Microsoft PowerPivot for Excel 2010 is a data analysis tool that lets end users load, model, and explore data—without direct involvement or assistance from IT. In this article, I walk you through the key capabilities of PowerPivot to facilitate analysis of the US Federal Government’s historical debt. Specifically, I use PowerPivot to
- load data tables from multiple sources
- manage relationships between data tables
- use the new Data Access Expression (DAX) functions to perform lookups among related tables and create calculated columns
- create a pivot table and pivot chart
- create calculated measures
If you want to follow along, you’ll need Excel 2010 and PowerPivot for Excel, which you can download from www.powerpivot.com. You can download the sample projects using the Download the Code Here button at the top of the article page.

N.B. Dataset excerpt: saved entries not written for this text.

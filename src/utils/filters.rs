//! Dynamic `WHERE` clause building for list queries.
//!
//! Services push optional conditions; each pushes its own numbered
//! placeholder, and the collected values are bound in the same order onto
//! both the count query and the data query.

use sqlx::Postgres;
use sqlx::postgres::PgArguments;
use sqlx::query::{QueryAs, QueryScalar};
use uuid::Uuid;

#[derive(Debug, Clone)]
enum FilterValue {
    Uuid(Uuid),
    Text(String),
}

#[derive(Debug, Clone, Default)]
pub struct SqlFilters {
    conditions: Vec<String>,
    values: Vec<FilterValue>,
}

impl SqlFilters {
    pub fn new() -> Self {
        Self::default()
    }

    fn next_placeholder(&self) -> usize {
        self.values.len() + 1
    }

    /// `column = $n` when `value` is present.
    pub fn eq_uuid<T: Into<Uuid>>(&mut self, column: &str, value: Option<T>) -> &mut Self {
        if let Some(value) = value {
            let n = self.next_placeholder();
            self.conditions.push(format!("{} = ${}", column, n));
            self.values.push(FilterValue::Uuid(value.into()));
        }
        self
    }

    /// `column = $n::pg_type` for Postgres enum columns.
    pub fn eq_enum(&mut self, column: &str, pg_type: &str, value: Option<&str>) -> &mut Self {
        if let Some(value) = value {
            let n = self.next_placeholder();
            self.conditions
                .push(format!("{} = ${}::{}", column, n, pg_type));
            self.values.push(FilterValue::Text(value.to_string()));
        }
        self
    }

    /// `(a ILIKE $n OR b ILIKE $n ...)` with an already escaped pattern.
    pub fn search(&mut self, columns: &[&str], pattern: Option<String>) -> &mut Self {
        if let Some(pattern) = pattern
            && !columns.is_empty()
        {
            let n = self.next_placeholder();
            let any = columns
                .iter()
                .map(|c| format!("{} ILIKE ${}", c, n))
                .collect::<Vec<_>>()
                .join(" OR ");
            self.conditions.push(format!("({})", any));
            self.values.push(FilterValue::Text(pattern));
        }
        self
    }

    /// A condition without bound values.
    pub fn raw(&mut self, condition: &str) -> &mut Self {
        self.conditions.push(condition.to_string());
        self
    }

    /// Number of placeholders used so far.
    pub fn bound(&self) -> usize {
        self.values.len()
    }

    /// ` WHERE ...`, or an empty string when no condition was pushed.
    pub fn where_sql(&self) -> String {
        if self.conditions.is_empty() {
            String::new()
        } else {
            format!(" WHERE {}", self.conditions.join(" AND "))
        }
    }

    pub fn bind_as<'q, O>(
        &self,
        mut query: QueryAs<'q, Postgres, O, PgArguments>,
    ) -> QueryAs<'q, Postgres, O, PgArguments> {
        for value in &self.values {
            query = match value {
                FilterValue::Uuid(id) => query.bind(*id),
                FilterValue::Text(text) => query.bind(text.clone()),
            };
        }
        query
    }

    pub fn bind_scalar<'q, O>(
        &self,
        mut query: QueryScalar<'q, Postgres, O, PgArguments>,
    ) -> QueryScalar<'q, Postgres, O, PgArguments> {
        for value in &self.values {
            query = match value {
                FilterValue::Uuid(id) => query.bind(*id),
                FilterValue::Text(text) => query.bind(text.clone()),
            };
        }
        query
    }
}

#[cfg(test)]
mod tests {
    use super::*;

    #[test]
    fn test_empty_filters() {
        let filters = SqlFilters::new();
        assert_eq!(filters.where_sql(), "");
        assert_eq!(filters.bound(), 0);
    }

    #[test]
    fn test_placeholders_are_numbered_in_order() {
        let mut filters = SqlFilters::new();
        filters
            .eq_uuid("s.class_id", Some(Uuid::nil()))
            .eq_uuid::<Uuid>("s.section_id", None)
            .search(&["s.first_name", "s.last_name"], Some("%ada%".to_string()))
            .eq_enum("sc.day", "day_of_week", Some("monday"))
            .raw("sc.status <> 'inactive'");

        assert_eq!(
            filters.where_sql(),
            " WHERE s.class_id = $1 AND (s.first_name ILIKE $2 OR s.last_name ILIKE $2) \
             AND sc.day = $3::day_of_week AND sc.status <> 'inactive'"
        );
        assert_eq!(filters.bound(), 3);
    }
}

Open the USGovtData_SQLMag_v0.xlsx workbook in Excel 2010 and select the USHistoricalDebt worksheet. The tblUSHistoricalDebt table in this worksheet was sourced from the US Treasury and represents the US Federal Government’s historical annual debt from fiscal year 1790 through 2010; monthly debt information is available from September 2007. In the Excel ribbon, click the PowerPivot tab, select the USHistoricalDebt worksheet, and click inside the tblUSHistoricalDebt table. Then, click the Create Linked Table button located in the PowerPivot tab. The PowerPivot window will open with the tblUSHistoricalDebt table loaded, as shown in Figure 1. (Note that I have adjusted the formatting of the Date and Amount columns in Figure 1.)
In the PowerPivot window, click the From Database-From Access button located in the Get External Data section of the Home tab. (Note that if you’re running Windows XP, the PowerPivot window doesn’t have a ribbon; instead, a set of menu items is exposed. The functionality and available options are still the same, but you’ll need to adapt my instructions a bit to select the appropriate menu items.) In the Table Import Wizard window, select the USGDP.accdb Access database, click Open, click Next, and make sure the default option Select from a list of tables and views to choose the data to import is selected. Then, select all three tables and click Finish. The Table Import Wizard will show the results of the import, as shown in Figure 2. Click the Details link (located in the Data Preparation row) to see how the two foreign key relationships from the database are also detected and imported. Then you can close the wizard.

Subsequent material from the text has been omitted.